WRMEA Archives 1988-1993 - 1992 March

March 1992, Page 9, 10, 48

To Tell the Truth

David Levy: Can He Win the Likud's Succession War?

By Leon T. Hadar

As Israel prepares for its June parliamentary elections, there are indications that their results might mirror the current political map, with Likud and Labor maintaining approximately their existing balance in the Knesset. That would perpetuate the present stalemate between the two political blocs, enabling the small parties, especially the religious-orthodox camp that is ideologically close to the Likud, to dictate the shape and orientation of the next Israeli government coalition.
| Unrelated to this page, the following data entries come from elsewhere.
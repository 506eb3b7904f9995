//! # Configuration
//!
//! Settings live in `config.json` inside the data directory. A missing file
//! means defaults; unknown keys are ignored and missing keys take their
//! default, so older files keep loading.
//!
//! | Key | Default | Description |
//! |-----|---------|-------------|
//! | `backend` | `openai` | `openai` or `demo` (offline canned cards) |
//! | `model` | `gpt-4o` | Chat model name |
//! | `api_base` | `https://api.openai.com/v1` | OpenAI-compatible endpoint |
//! | `timeout_secs` | `60` | Per-request HTTP timeout |
//! | `temperature` | `0.7` | Sampling temperature for generation |
//! | `max_tokens` | `3000` | Response token cap |
//! | `default_subject` | `General` | Subject when none is given |
//! | `default_count` | `15` | Cards per request when none is given |
//! | `max_input_chars` | `12000` | Segment size for normalized input |
//! | `min_input_chars` | `50` | Shortest input worth generating from |
//!
//! The API key is never stored here; it comes from `OPENAI_API_KEY`.

use crate::error::{FlashError, Result};
use serde::{Deserialize, Serialize};
use std::fmt;
use std::fs;
use std::path::Path;
use std::str::FromStr;

const CONFIG_FILENAME: &str = "config.json";
pub const API_KEY_ENV: &str = "OPENAI_API_KEY";

#[derive(Debug, Clone, Copy, PartialEq, Eq, Serialize, Deserialize)]
#[serde(rename_all = "lowercase")]
pub enum BackendKind {
    OpenAi,
    Demo,
}

impl fmt::Display for BackendKind {
    fn fmt(&self, f: &mut fmt::Formatter<'_>) -> fmt::Result {
        match self {
            BackendKind::OpenAi => write!(f, "openai"),
            BackendKind::Demo => write!(f, "demo"),
        }
    }
}

impl FromStr for BackendKind {
    type Err = FlashError;

    fn from_str(s: &str) -> Result<Self> {
        match s.trim().to_lowercase().as_str() {
            "openai" => Ok(BackendKind::OpenAi),
            "demo" => Ok(BackendKind::Demo),
            other => Err(FlashError::Config(format!("Unknown backend: {}", other))),
        }
    }
}

#[derive(Debug, Clone, Serialize, Deserialize, PartialEq)]
#[serde(default)]
pub struct FlashgenConfig {
    pub backend: BackendKind,
    pub model: String,
    pub api_base: String,
    pub timeout_secs: u64,
    pub temperature: f32,
    pub max_tokens: u32,
    pub default_subject: String,
    pub default_count: usize,
    pub max_input_chars: usize,
    pub min_input_chars: usize,
}

impl Default for FlashgenConfig {
    fn default() -> Self {
        Self {
            backend: BackendKind::OpenAi,
            model: "gpt-4o".to_string(),
            api_base: "https://api.openai.com/v1".to_string(),
            timeout_secs: 60,
            temperature: 0.7,
            max_tokens: 3000,
            default_subject: "General".to_string(),
            default_count: 15,
            max_input_chars: 12_000,
            min_input_chars: 50,
        }
    }
}

impl FlashgenConfig {
    pub const KEYS: &'static [&'static str] = &[
        "backend",
        "model",
        "api_base",
        "timeout_secs",
        "temperature",
        "max_tokens",
        "default_subject",
        "default_count",
        "max_input_chars",
        "min_input_chars",
    ];

    /// Load config from the given directory, or return defaults if not found
    pub fn load<P: AsRef<Path>>(config_dir: P) -> Result<Self> {
        let config_path = config_dir.as_ref().join(CONFIG_FILENAME);

        if !config_path.exists() {
            return Ok(Self::default());
        }

        let content = fs::read_to_string(&config_path)?;
        let config: FlashgenConfig = serde_json::from_str(&content)?;
        Ok(config)
    }

    /// Save config to the given directory
    pub fn save<P: AsRef<Path>>(&self, config_dir: P) -> Result<()> {
        let config_dir = config_dir.as_ref();
        fs::create_dir_all(config_dir)?;

        let content = serde_json::to_string_pretty(self)?;
        fs::write(config_dir.join(CONFIG_FILENAME), content)?;
        Ok(())
    }

    /// Current value of `key`, rendered as text.
    pub fn get(&self, key: &str) -> Result<String> {
        let value = match key {
            "backend" => self.backend.to_string(),
            "model" => self.model.clone(),
            "api_base" => self.api_base.clone(),
            "timeout_secs" => self.timeout_secs.to_string(),
            "temperature" => self.temperature.to_string(),
            "max_tokens" => self.max_tokens.to_string(),
            "default_subject" => self.default_subject.clone(),
            "default_count" => self.default_count.to_string(),
            "max_input_chars" => self.max_input_chars.to_string(),
            "min_input_chars" => self.min_input_chars.to_string(),
            other => return Err(unknown_key(other)),
        };
        Ok(value)
    }

    /// Parses `value` and assigns it to `key`.
    pub fn set(&mut self, key: &str, value: &str) -> Result<()> {
        match key {
            "backend" => self.backend = value.parse()?,
            "model" => self.model = non_empty(key, value)?,
            "api_base" => self.api_base = non_empty(key, value)?,
            "timeout_secs" => self.timeout_secs = parse_at_least(key, value, 1)?,
            "temperature" => self.temperature = parse_temperature(value)?,
            "max_tokens" => self.max_tokens = parse_at_least(key, value, 1)?,
            "default_subject" => self.default_subject = non_empty(key, value)?,
            "default_count" => self.default_count = parse_num(key, value)?,
            "max_input_chars" => self.max_input_chars = parse_at_least(key, value, 1)?,
            "min_input_chars" => self.min_input_chars = parse_num(key, value)?,
            other => return Err(unknown_key(other)),
        }
        Ok(())
    }

    /// All keys with their current values, in a stable order.
    pub fn entries(&self) -> Vec<(&'static str, String)> {
        Self::KEYS
            .iter()
            .filter_map(|key| self.get(key).ok().map(|value| (*key, value)))
            .collect()
    }
}

fn unknown_key(key: &str) -> FlashError {
    FlashError::Config(format!(
        "Unknown config key: {} (known keys: {})",
        key,
        FlashgenConfig::KEYS.join(", ")
    ))
}

fn non_empty(key: &str, value: &str) -> Result<String> {
    let value = value.trim();
    if value.is_empty() {
        return Err(FlashError::Config(format!("{} cannot be empty", key)));
    }
    Ok(value.to_string())
}

fn parse_num<T: FromStr>(key: &str, value: &str) -> Result<T> {
    value
        .trim()
        .parse()
        .map_err(|_| FlashError::Config(format!("Invalid value for {}: {}", key, value)))
}

fn parse_at_least<T>(key: &str, value: &str, min: T) -> Result<T>
where
    T: FromStr + PartialOrd + fmt::Display,
{
    let parsed: T = parse_num(key, value)?;
    if parsed < min {
        return Err(FlashError::Config(format!("{} must be at least {}", key, min)));
    }
    Ok(parsed)
}

// NaN would serialize as null and break every later load.
fn parse_temperature(value: &str) -> Result<f32> {
    let parsed: f32 = parse_num("temperature", value)?;
    if !parsed.is_finite() || !(0.0..=2.0).contains(&parsed) {
        return Err(FlashError::Config(format!(
            "temperature must be between 0.0 and 2.0, got {}",
            value.trim()
        )));
    }
    Ok(parsed)
}

#[cfg(test)]
mod tests {
    use super::*;

    #[test]
    fn test_default_config() {
        let config = FlashgenConfig::default();
        assert_eq!(config.backend, BackendKind::OpenAi);
        assert_eq!(config.model, "gpt-4o");
        assert_eq!(config.default_count, 15);
    }

    #[test]
    fn test_load_missing_config() {
        let dir = tempfile::tempdir().unwrap();
        let config = FlashgenConfig::load(dir.path()).unwrap();
        assert_eq!(config, FlashgenConfig::default());
    }

    #[test]
    fn test_save_and_load() {
        let dir = tempfile::tempdir().unwrap();
        let mut config = FlashgenConfig::default();
        config.set("backend", "demo").unwrap();
        config.set("default_count", "20").unwrap();
        config.save(dir.path()).unwrap();

        let loaded = FlashgenConfig::load(dir.path()).unwrap();
        assert_eq!(loaded.backend, BackendKind::Demo);
        assert_eq!(loaded.default_count, 20);
    }

    #[test]
    fn test_partial_file_fills_defaults() {
        let dir = tempfile::tempdir().unwrap();
        fs::write(dir.path().join(CONFIG_FILENAME), r#"{"model": "gpt-4o-mini"}"#).unwrap();
        let loaded = FlashgenConfig::load(dir.path()).unwrap();
        assert_eq!(loaded.model, "gpt-4o-mini");
        assert_eq!(loaded.timeout_secs, 60);
    }

    #[test]
    fn test_set_rejects_bad_values() {
        let mut config = FlashgenConfig::default();
        assert!(matches!(
            config.set("timeout_secs", "soon"),
            Err(FlashError::Config(_))
        ));
        assert!(matches!(
            config.set("backend", "llama"),
            Err(FlashError::Config(_))
        ));
        assert!(matches!(config.set("model", "  "), Err(FlashError::Config(_))));
        assert!(matches!(config.set("colour", "red"), Err(FlashError::Config(_))));
    }

    #[test]
    fn test_set_enforces_ranges() {
        let mut config = FlashgenConfig::default();
        for (key, value) in [
            ("temperature", "NaN"),
            ("temperature", "inf"),
            ("temperature", "-0.1"),
            ("temperature", "2.5"),
            ("timeout_secs", "0"),
            ("max_tokens", "0"),
            ("max_input_chars", "0"),
        ] {
            assert!(
                matches!(config.set(key, value), Err(FlashError::Config(_))),
                "{} = {} should be rejected",
                key,
                value
            );
        }
        assert_eq!(config, FlashgenConfig::default());

        config.set("temperature", "1.2").unwrap();
        config.set("timeout_secs", "1").unwrap();
        assert_eq!(config.temperature, 1.2);
        assert_eq!(config.timeout_secs, 1);
    }

    #[test]
    fn test_rejected_temperature_keeps_config_loadable() {
        let dir = tempfile::tempdir().unwrap();
        let mut config = FlashgenConfig::default();
        assert!(config.set("temperature", "NaN").is_err());
        config.save(dir.path()).unwrap();

        let loaded = FlashgenConfig::load(dir.path()).unwrap();
        assert_eq!(loaded.temperature, 0.7);
    }

    #[test]
    fn test_entries_cover_every_key() {
        let entries = FlashgenConfig::default().entries();
        assert_eq!(entries.len(), FlashgenConfig::KEYS.len());
        assert_eq!(entries[0], ("backend", "openai".to_string()));
    }
}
The conventional wisdom now is that Israel either would be governed by a militant right-wing Likud-led coalition, not very different from the current one, or be led after the elections by another national unity government. The latter is an extremely likely scenario now that the hawkish Yitzhak Rabin has defeated the relatively moderate Shimon Peres in the Labor primaries.

In any case, Israeli and U.S. analysts are becoming increasingly skeptical of the chance of a political earthquake in the Jewish state that might bring a Labor-led peace camp to power. Even in the best-case scenario, Labor is not expected to gain more than three to five seats in the Knesset. In that situation it still would need the support of the religious parties and the backing of the Likud bloc for any major compromise on the peace front.
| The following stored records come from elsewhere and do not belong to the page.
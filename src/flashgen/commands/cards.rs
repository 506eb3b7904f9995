//! Editing the cards of a stored collection.
//!
//! Every change goes through the same rules generated cards pass
//! ([`check_texts`]), and an added or edited card may not duplicate another
//! card of the same collection.

use crate::commands::{CmdMessage, CmdResult};
use crate::error::{FlashError, Result};
use crate::generate::{Backend, CardGenerator};
use crate::index::Selector;
use crate::model::{Collection, Difficulty, Flashcard};
use crate::store::DataStore;
use crate::validate::{check_texts, dedup};

use super::helpers::{card_position, collection_by_selector};

#[derive(Debug, Clone, Default)]
pub struct CardEdit {
    pub front: Option<String>,
    pub back: Option<String>,
    pub difficulty: Option<Difficulty>,
    pub topic: Option<String>,
}

impl CardEdit {
    pub fn is_empty(&self) -> bool {
        self.front.is_none()
            && self.back.is_none()
            && self.difficulty.is_none()
            && self.topic.is_none()
    }
}

pub fn add<S: DataStore>(
    store: &mut S,
    selector: &Selector,
    front: &str,
    back: &str,
    difficulty: Option<Difficulty>,
    topic: Option<String>,
) -> Result<CmdResult> {
    check_texts(front, back).map_err(FlashError::Api)?;
    let (index, mut collection) = collection_by_selector(store, selector)?;

    let mut card = Flashcard::new(
        front.trim().to_string(),
        back.trim().to_string(),
        collection.metadata.subject.clone(),
        difficulty
            .or(collection.metadata.difficulty)
            .unwrap_or(Difficulty::Medium),
    );
    card.topic = topic.filter(|t| !t.trim().is_empty());

    ensure_unique(&collection, &card)?;
    collection.append(card.clone());
    store.save_collection(&collection)?;

    let mut result = CmdResult::default();
    result.add_message(CmdMessage::success(format!(
        "Added card {} to collection ({}): {}",
        collection.cards.len(),
        index,
        collection.metadata.title
    )));
    Ok(result
        .with_affected_cards(vec![card])
        .with_affected_collections(vec![collection]))
}

pub fn remove<S: DataStore>(
    store: &mut S,
    selector: &Selector,
    card: &Selector,
) -> Result<CmdResult> {
    let (index, mut collection) = collection_by_selector(store, selector)?;
    let pos = card_position(&collection, card)?;
    let card_id = collection.cards[pos].id;
    let removed = collection.remove(&card_id)?;
    store.save_collection(&collection)?;

    let mut result = CmdResult::default();
    result.add_message(CmdMessage::success(format!(
        "Removed card {} from collection ({}): {}",
        pos + 1,
        index,
        removed.front
    )));
    if collection.cards.is_empty() {
        result.add_message(CmdMessage::warning("The collection has no cards left."));
    }
    Ok(result
        .with_affected_cards(vec![removed])
        .with_affected_collections(vec![collection]))
}

pub fn edit<S: DataStore>(
    store: &mut S,
    selector: &Selector,
    card: &Selector,
    changes: CardEdit,
) -> Result<CmdResult> {
    if changes.is_empty() {
        return Err(FlashError::Api("Nothing to change".to_string()));
    }

    let (index, mut collection) = collection_by_selector(store, selector)?;
    let pos = card_position(&collection, card)?;

    let mut updated = collection.cards[pos].clone();
    if let Some(front) = changes.front {
        updated.front = front.trim().to_string();
    }
    if let Some(back) = changes.back {
        updated.back = back.trim().to_string();
    }
    if let Some(difficulty) = changes.difficulty {
        updated.difficulty = difficulty;
    }
    if let Some(topic) = changes.topic {
        updated.topic = Some(topic.trim().to_string()).filter(|t| !t.is_empty());
    }
    check_texts(&updated.front, &updated.back).map_err(FlashError::Api)?;

    replace_card(&mut collection, pos, updated.clone())?;
    store.save_collection(&collection)?;

    let mut result = CmdResult::default();
    result.add_message(CmdMessage::success(format!(
        "Updated card {} in collection ({})",
        pos + 1,
        index
    )));
    Ok(result
        .with_affected_cards(vec![updated])
        .with_affected_collections(vec![collection]))
}

/// Asks the backend for a better wording of one card. The suggestion is only
/// stored when `apply` is set.
pub fn enhance<S: DataStore, B: Backend>(
    store: &mut S,
    generator: &CardGenerator<B>,
    selector: &Selector,
    card: &Selector,
    apply: bool,
) -> Result<CmdResult> {
    let (index, mut collection) = collection_by_selector(store, selector)?;
    let pos = card_position(&collection, card)?;

    let (front, back) = generator.enhance(&collection.cards[pos])?;
    let mut suggestion = collection.cards[pos].clone();
    suggestion.front = front.trim().to_string();
    suggestion.back = back.trim().to_string();
    check_texts(&suggestion.front, &suggestion.back)
        .map_err(|e| FlashError::Parse(format!("Enhanced card is invalid: {}", e)))?;

    let mut result = CmdResult::default();
    if suggestion == collection.cards[pos] {
        result.add_message(CmdMessage::info("The backend suggested no changes."));
    } else if apply {
        replace_card(&mut collection, pos, suggestion.clone())?;
        store.save_collection(&collection)?;
        result.add_message(CmdMessage::success(format!(
            "Enhanced card {} in collection ({})",
            pos + 1,
            index
        )));
    } else {
        result.add_message(CmdMessage::info("Suggestion not saved (use --apply)."));
    }

    Ok(result
        .with_affected_cards(vec![suggestion])
        .with_affected_collections(vec![collection]))
}

fn replace_card(collection: &mut Collection, pos: usize, card: Flashcard) -> Result<()> {
    let mut others = collection.clone();
    others.cards.remove(pos);
    ensure_unique(&others, &card)?;

    let slot = collection.card_mut(&card.id)?;
    *slot = card;
    collection.touch();
    Ok(())
}

fn ensure_unique(collection: &Collection, card: &Flashcard) -> Result<()> {
    let mut cards = collection.cards.clone();
    cards.push(card.clone());
    let before = cards.len();
    if dedup(cards).len() < before {
        return Err(FlashError::Api(
            "An identical card already exists in this collection".to_string(),
        ));
    }
    Ok(())
}

#[cfg(test)]
mod tests {
    use super::*;
    use crate::generate::testing::{instant_settings, ScriptedBackend};
    use crate::store::memory::fixtures::StoreFixture;

    fn fixture() -> StoreFixture {
        StoreFixture::new().with_collection("Cells", "Biology", 10)
    }

    fn stored(fixture: &StoreFixture) -> Collection {
        let id = fixture.store.list_metadata().unwrap()[0].id;
        fixture.store.get_collection(&id).unwrap()
    }

    #[test]
    fn add_appends_and_updates_count() {
        let mut fixture = fixture();
        add(
            &mut fixture.store,
            &Selector::Index(1),
            "What is a ribosome?",
            "The site of protein synthesis.",
            Some(Difficulty::Hard),
            Some("Organelles".into()),
        )
        .unwrap();

        let collection = stored(&fixture);
        assert_eq!(collection.cards.len(), 11);
        assert_eq!(collection.metadata.card_count, 11);
        let last = collection.cards.last().unwrap();
        assert_eq!(last.subject, "Biology");
        assert_eq!(last.difficulty, Difficulty::Hard);
        assert_eq!(last.topic.as_deref(), Some("Organelles"));
    }

    #[test]
    fn add_rejects_invalid_and_duplicate_cards() {
        let mut fixture = fixture();
        let short = add(
            &mut fixture.store,
            &Selector::Index(1),
            "Why?",
            "Because it is.",
            None,
            None,
        );
        assert!(matches!(short, Err(FlashError::Api(_))));

        let duplicate = add(
            &mut fixture.store,
            &Selector::Index(1),
            "biology QUESTION number 1?",
            "Biology answer number 1.",
            None,
            None,
        );
        assert!(matches!(duplicate, Err(FlashError::Api(_))));
        assert_eq!(stored(&fixture).cards.len(), 10);
    }

    #[test]
    fn remove_by_position() {
        let mut fixture = fixture();
        let result = remove(&mut fixture.store, &Selector::Index(1), &Selector::Index(2)).unwrap();
        assert_eq!(result.affected_cards[0].front, "Biology question number 2?");

        let collection = stored(&fixture);
        assert_eq!(collection.cards.len(), 9);
        assert_eq!(collection.cards[1].front, "Biology question number 3?");
    }

    #[test]
    fn edit_changes_only_given_fields() {
        let mut fixture = fixture();
        let original = stored(&fixture).cards[0].clone();
        edit(
            &mut fixture.store,
            &Selector::Index(1),
            &Selector::Index(1),
            CardEdit {
                back: Some("A rewritten, longer answer.".into()),
                ..Default::default()
            },
        )
        .unwrap();

        let card = stored(&fixture).cards[0].clone();
        assert_eq!(card.id, original.id);
        assert_eq!(card.front, original.front);
        assert_eq!(card.back, "A rewritten, longer answer.");
    }

    #[test]
    fn edit_into_duplicate_is_rejected() {
        let mut fixture = fixture();
        let second = stored(&fixture).cards[1].clone();
        let err = edit(
            &mut fixture.store,
            &Selector::Index(1),
            &Selector::Index(1),
            CardEdit {
                front: Some(second.front),
                back: Some(second.back),
                ..Default::default()
            },
        )
        .unwrap_err();
        assert!(matches!(err, FlashError::Api(_)));
    }

    #[test]
    fn empty_edit_is_rejected() {
        let mut fixture = fixture();
        assert!(edit(
            &mut fixture.store,
            &Selector::Index(1),
            &Selector::Index(1),
            CardEdit::default()
        )
        .is_err());
    }

    #[test]
    fn enhance_applies_suggestion_when_asked() {
        let mut fixture = fixture();
        let generator = CardGenerator::new(
            ScriptedBackend::new().reply(
                r#"{"enhanced_question": "Which organelle makes ATP?", "enhanced_answer": "The mitochondrion, via cellular respiration."}"#,
            ),
            instant_settings(),
        );

        enhance(
            &mut fixture.store,
            &generator,
            &Selector::Index(1),
            &Selector::Index(3),
            true,
        )
        .unwrap();

        let card = stored(&fixture).cards[2].clone();
        assert_eq!(card.front, "Which organelle makes ATP?");
        assert_eq!(card.back, "The mitochondrion, via cellular respiration.");
    }

    #[test]
    fn enhance_without_apply_leaves_store_alone() {
        let mut fixture = fixture();
        let generator = CardGenerator::new(
            ScriptedBackend::new().reply(r#"{"enhanced_question": "Which organelle makes ATP?"}"#),
            instant_settings(),
        );

        let result = enhance(
            &mut fixture.store,
            &generator,
            &Selector::Index(1),
            &Selector::Index(1),
            false,
        )
        .unwrap();

        assert_eq!(result.affected_cards[0].front, "Which organelle makes ATP?");
        assert_eq!(stored(&fixture).cards[0].front, "Biology question number 1?");
    }
}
Certainly any willingness on the part of the Bush administration to approve loan guarantees to the Shamir government will not improve Labor prospects, particularly if they are tied to some complex "compromise" formula that enables Shamir to claim even a limited victory. Pundits therefore are shifting their attention to the potential successors of Yitzhak Shamir. Is there a possibility that after the election a younger and more pragmatic Likud leader might be more inclined to support the peace process and reach some kind of a reconciliation with the Palestinians?

At 77, Shamir is no spring chicken, although the Israeli prime minister and his aides like to brag about his excellent health. He takes long walks almost every day, and during a recent interview he impressed an Israeli columnist by dressing in shorts and a T-shirt and demonstrating his favorite set of weight-lifting exercises.
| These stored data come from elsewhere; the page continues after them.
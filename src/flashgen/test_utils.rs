use crate::store::fs::FileStore;
use std::path::PathBuf;
use tempfile::TempDir;

pub struct TestEnv {
    // Keeps the directory alive until the test is done
    pub _temp_dir: TempDir,
    pub store: FileStore,
    pub root: PathBuf,
}

impl Default for TestEnv {
    fn default() -> Self {
        Self::new()
    }
}

impl TestEnv {
    pub fn new() -> Self {
        let temp_dir = tempfile::tempdir().expect("failed to create temp dir");
        let root = temp_dir.path().to_path_buf();
        let store = FileStore::new(root.clone());
        Self {
            _temp_dir: temp_dir,
            store,
            root,
        }
    }
}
Most political observers agree, however, that notwithstanding these expressions of vitality, Shamir is about to close the political chapter of his life. They predict that within a year or two this veteran politician will hand over the Likud leadership position, including the prime ministership if Likud wins the elections, to a replacement. The latter would then be able to start early to prepare himself (no chances for a herself) for the next Knesset election campaign that will take place probably sometime in the mid-90s, pitting this new Likud leader against a member of the new generation of the Labor leadership.

It is not surprising, therefore, that the notion that Shamir is about to leave the political scene has ignited a fierce succession struggle in the Likud. It is dominated by several figures and party cliques, all of whom recognize the high stakes involved. The person who succeeds Shamir has a better-than-equal chance to occupy the prime minister's office in Jerusalem and have a major impact on the peace process.

Joining the Fight

Several Likud leaders have already announced their intention to join the fight. One contender is Housing Minister Ariel Sharon, who enjoys popular support among the rank and file of the party. He is portraying himself as Sharon-Churchill running against the appeaser Shamir-Chamberlain who, bowing to American and Arab pressure, is supposedly ready to sell out the Jewish people and give up "Judea and Samaria."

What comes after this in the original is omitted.